Rom With A View

March 2003 Issue

 by Bob Liddil

Being as I am of the somewhat "older" persuasion, my eyes and ears are less efficient than they were when I was a youth. Doctor says that years of staring into a CRT is at least partly to blame for the eyesight part and I suspect that BellSouth holds much of the blame for the strain on my hearing. Between these two diminished senses, my life has become a continuous litany of "could you speak a little louder please," and hauling navigators in the van on trips because I have trouble with both street signs and maps.
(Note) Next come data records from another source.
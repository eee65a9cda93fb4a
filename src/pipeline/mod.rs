//! The scheduling cycle.
//!
//! A [`Pipeline`] ties the pieces together: it collects samples, normalizes
//! them into observed entities, lets the [`HybridMerger`](crate::hybrid::HybridMerger)
//! fill and refresh placeholders, and sends the merged set. Each external
//! call goes through the [`RecoveryOrchestrator`](crate::recovery::RecoveryOrchestrator);
//! the synthesis collaborators are wrapped in [`GuardedEntityFactory`] and
//! [`GuardedPatternGenerator`] for that.

mod cycle;
mod guarded;

pub use cycle::{CycleReport, Pipeline, PipelineBuilder};
pub use guarded::{GuardedEntityFactory, GuardedPatternGenerator};
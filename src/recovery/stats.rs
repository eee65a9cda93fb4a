//! Per-component recovery counters.

use crate::circuit_breaker::BreakerSnapshot;
use crate::core::RecoveryError;
use crate::recovery::registry::ComponentRole;

use chrono::{DateTime, Utc};
use serde::{Deserialize, Serialize};

/// The result of one `execute` call.
#[derive(Debug, Clone, PartialEq, Serialize, Deserialize)]
pub struct RecoveryAttempt {
    /// The guarded component.
    pub component: ComponentRole,
    /// Whether the operation itself produced the value.
    pub succeeded: bool,
    /// Whether a fallback value was returned.
    pub used_fallback: bool,
    /// The error that triggered the fallback or was returned.
    pub error: Option<String>,
    /// When the call finished.
    pub timestamp: DateTime<Utc>,
}

impl RecoveryAttempt {
    /// Records a successful call.
    pub fn succeeded(component: ComponentRole) -> Self {
        Self {
            component,
            succeeded: true,
            used_fallback: false,
            error: None,
            timestamp: Utc::now(),
        }
    }

    /// Records a failed call.
    pub fn failed(component: ComponentRole, error: &RecoveryError, used_fallback: bool) -> Self {
        Self {
            component,
            succeeded: false,
            used_fallback,
            error: Some(error.to_string()),
            timestamp: Utc::now(),
        }
    }
}

/// Counters for one component.
#[derive(Debug, Clone, Default, PartialEq, Serialize, Deserialize)]
pub struct ComponentStats {
    /// Operation invocations, retries included.
    pub attempts: u64,
    /// Invocations that returned a value.
    pub successes: u64,
    /// Invocations that failed or timed out.
    pub failures: u64,
    /// Invocations that timed out.
    pub timeouts: u64,
    /// Calls skipped because the circuit was open.
    pub rejections: u64,
    /// Calls that gave up waiting for a recovery slot.
    pub saturations: u64,
    /// Calls answered by a fallback.
    pub fallbacks: u64,
    /// The most recent error.
    pub last_error: Option<String>,
    /// The most recent finished call.
    pub last_attempt: Option<RecoveryAttempt>,
}

impl ComponentStats {
    /// Records a successful invocation.
    pub fn record_success(&mut self) {
        self.attempts += 1;
        self.successes += 1;
    }

    /// Records a failed invocation.
    pub fn record_failure(&mut self, error: &RecoveryError) {
        self.attempts += 1;
        self.failures += 1;
        if matches!(error, RecoveryError::Timeout { .. }) {
            self.timeouts += 1;
        }
        self.last_error = Some(error.to_string());
    }

    /// Records a call skipped before any invocation.
    pub fn record_skipped(&mut self, error: &RecoveryError) {
        match error {
            RecoveryError::CircuitOpen { .. } => self.rejections += 1,
            RecoveryError::Saturated { .. } => self.saturations += 1,
            _ => {}
        }
        self.last_error = Some(error.to_string());
    }

    /// Records the end of a call.
    pub fn record_attempt(&mut self, attempt: RecoveryAttempt) {
        if attempt.used_fallback {
            self.fallbacks += 1;
        }
        self.last_attempt = Some(attempt);
    }

    /// Returns the success rate of invocations (0.0 to 1.0).
    pub fn success_rate(&self) -> f64 {
        if self.attempts == 0 {
            return 1.0;
        }
        self.successes as f64 / self.attempts as f64
    }
}

/// Counters and breaker state for one component.
#[derive(Debug, Clone, PartialEq, Serialize, Deserialize)]
pub struct RecoveryStats {
    /// The component.
    pub component: ComponentRole,
    /// Call counters.
    pub stats: ComponentStats,
    /// Breaker state at the time of the query.
    pub circuit: BreakerSnapshot,
}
Just when I thought things could get no worse, my monitor quit. As is usual for stuff owned by me, it ceased meaningful function on a Saturday morning just before I was to start a weekend of typography for "Breezes," the newspaper I help with.

It was a Digital Brand monitor, the first really big CRT I ever owned. It retailed for more than 1100 bucks when the manager at CompUSA decided to barter it to me as partial payment for an advertisement, with a single caveat. "It was brought back as defective," he confided. "I never want to see it again."
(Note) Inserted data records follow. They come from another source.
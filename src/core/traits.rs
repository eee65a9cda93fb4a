//! Collaborator traits.
//!
//! The engine never talks to Kafka, an observability backend, or a metric
//! generator directly. Everything external sits behind one of these traits
//! so it can be wrapped by the recovery orchestrator and replaced in tests.
//!
//! # Implementation Notes
//!
//! - Implementations must be `Send + Sync` for use in async contexts.
//! - Timeouts are applied by the caller; implementations do not need their own.
//! - Implementations should never panic; failures are returned as
//!   [`CollaboratorError`].

use crate::core::error::CollaboratorError;
use crate::core::sample::Sample;
use crate::core::types::{Entity, EntityAttributes, EntityType, MetricMap};

use async_trait::async_trait;
use serde::{Deserialize, Serialize};
use std::fmt::Debug;
use std::sync::Arc;

/// Source of raw metric samples.
#[async_trait]
pub trait SampleCollector: Send + Sync + Debug {
    /// Collects the current batch of samples.
    async fn collect(&self) -> Result<Vec<Sample>, CollaboratorError>;
}

/// Acknowledgement returned by a telemetry sink.
#[derive(Debug, Clone, Copy, Default, PartialEq, Eq, Serialize, Deserialize)]
pub struct SendAck {
    /// Number of entities the backend accepted.
    pub accepted: usize,
    /// Number of entities the backend rejected.
    pub rejected: usize,
}

impl SendAck {
    /// Returns `true` if some but not all entities were accepted.
    pub fn is_partial(&self) -> bool {
        self.accepted > 0 && self.rejected > 0
    }
}

/// Destination for the merged entity set.
#[async_trait]
pub trait TelemetrySink: Send + Sync + Debug {
    /// Sends a batch of entities.
    ///
    /// A sink may partially succeed; the returned [`SendAck`] says how much.
    async fn send(&self, entities: &[Entity]) -> Result<SendAck, CollaboratorError>;
}

/// Builds placeholder entities for gaps in the observed topology.
#[async_trait]
pub trait EntityFactory: Send + Sync + Debug {
    /// Creates an entity of `entity_type` carrying `attributes.key`.
    async fn create(
        &self,
        entity_type: EntityType,
        attributes: &EntityAttributes,
    ) -> Result<Entity, CollaboratorError>;
}

/// Produces metric values for synthesized entities.
#[async_trait]
pub trait PatternGenerator: Send + Sync + Debug {
    /// Returns the first metric snapshot for a new placeholder.
    async fn initial_metrics(
        &self,
        entity_type: EntityType,
        attributes: &EntityAttributes,
    ) -> Result<MetricMap, CollaboratorError>;

    /// Recomputes metrics for an existing placeholder.
    ///
    /// Defaults to a fresh initial snapshot.
    async fn refresh_metrics(&self, entity: &Entity) -> Result<MetricMap, CollaboratorError> {
        let attributes = EntityAttributes::for_key(entity.key.clone());
        self.initial_metrics(entity.entity_type(), &attributes).await
    }
}

/// A lightweight liveness probe for a registered component.
#[async_trait]
pub trait HealthCheck: Send + Sync + Debug {
    /// Returns `Ok(())` if the component is reachable and operational.
    async fn check(&self) -> Result<(), CollaboratorError>;
}

/// An arc-wrapped sample collector.
pub type ArcCollector = Arc<dyn SampleCollector>;

/// An arc-wrapped telemetry sink.
pub type ArcSink = Arc<dyn TelemetrySink>;

/// An arc-wrapped entity factory.
pub type ArcEntityFactory = Arc<dyn EntityFactory>;

/// An arc-wrapped pattern generator.
pub type ArcPatternGenerator = Arc<dyn PatternGenerator>;

/// An arc-wrapped health check.
pub type ArcHealthCheck = Arc<dyn HealthCheck>;

#[cfg(test)]
mod tests {
    use super::*;

    #[test]
    fn test_send_ack_partial() {
        assert!(SendAck { accepted: 3, rejected: 1 }.is_partial());
        assert!(!SendAck { accepted: 3, rejected: 0 }.is_partial());
        assert!(!SendAck::default().is_partial());
    }
}
/// A per-dependency circuit breaker.
///
/// The circuit breaker monitors failures and prevents cascading failures
/// by temporarily rejecting calls to unhealthy dependencies. It does not
/// run anything itself: callers ask for admission with
/// [`try_acquire`](Self::try_acquire), perform the call, and report the
/// result through the returned [`CallPermit`].
///
/// # States
///
/// - **Closed**: Normal operation. Calls pass through, consecutive failures are counted.
/// - **Open**: Dependency is failing. Calls are rejected without being attempted
///   until the open timeout elapses.
/// - **Half-Open**: Probing. A limited number of calls are let through to
///   test if the dependency has recovered.
///
/// # Example
///
/// ```rust
/// use queuebridge::circuit_breaker::{CircuitBreaker, CircuitBreakerConfig};
///
/// let breaker = CircuitBreaker::new("telemetry_sink", CircuitBreakerConfig::default());
///
/// let call = breaker.try_acquire().expect("closed circuits admit calls");
/// call.record_success();
/// assert!(breaker.state().is_closed());
/// ```
pub struct CircuitBreaker {
    /// Name of the guarded dependency.
    name: String,
    /// Current state of the circuit.
    state: RwLock<BreakerState>,
    /// Configuration.
    config: CircuitBreakerConfig,
    /// Metrics.
    metrics: RwLock<BreakerMetrics>,
    /// Bumped each time the circuit enters half-open.
    probe_window: AtomicU64,
}
//! System health aggregation.
//!
//! [`HealthAggregator`] probes every registered component, feeds the results
//! into the component breakers, and classifies the system as healthy,
//! degraded or unhealthy. [`HealthScheduler`] repeats that on a timer.

mod aggregator;
mod scheduler;
mod status;

pub use aggregator::HealthAggregator;
pub use scheduler::HealthScheduler;
pub use status::{ComponentHealth, HealthConfig, HealthStatus, SystemHealth};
It was a shaky deal from the gitgo. It wobbled between perfect and purple. The screen danced every once in a while and it sometimes made a faint buzzing sound. Skip Weaver advised me that the problem was "most likely a cold solder joint." Bill Webb scolded me for having two computers hooked up to the same monitor and keyboard with a Rube Goldberg contraption of switches and wires. He swore that the monitor would die a horrible death if I continued such an imposition.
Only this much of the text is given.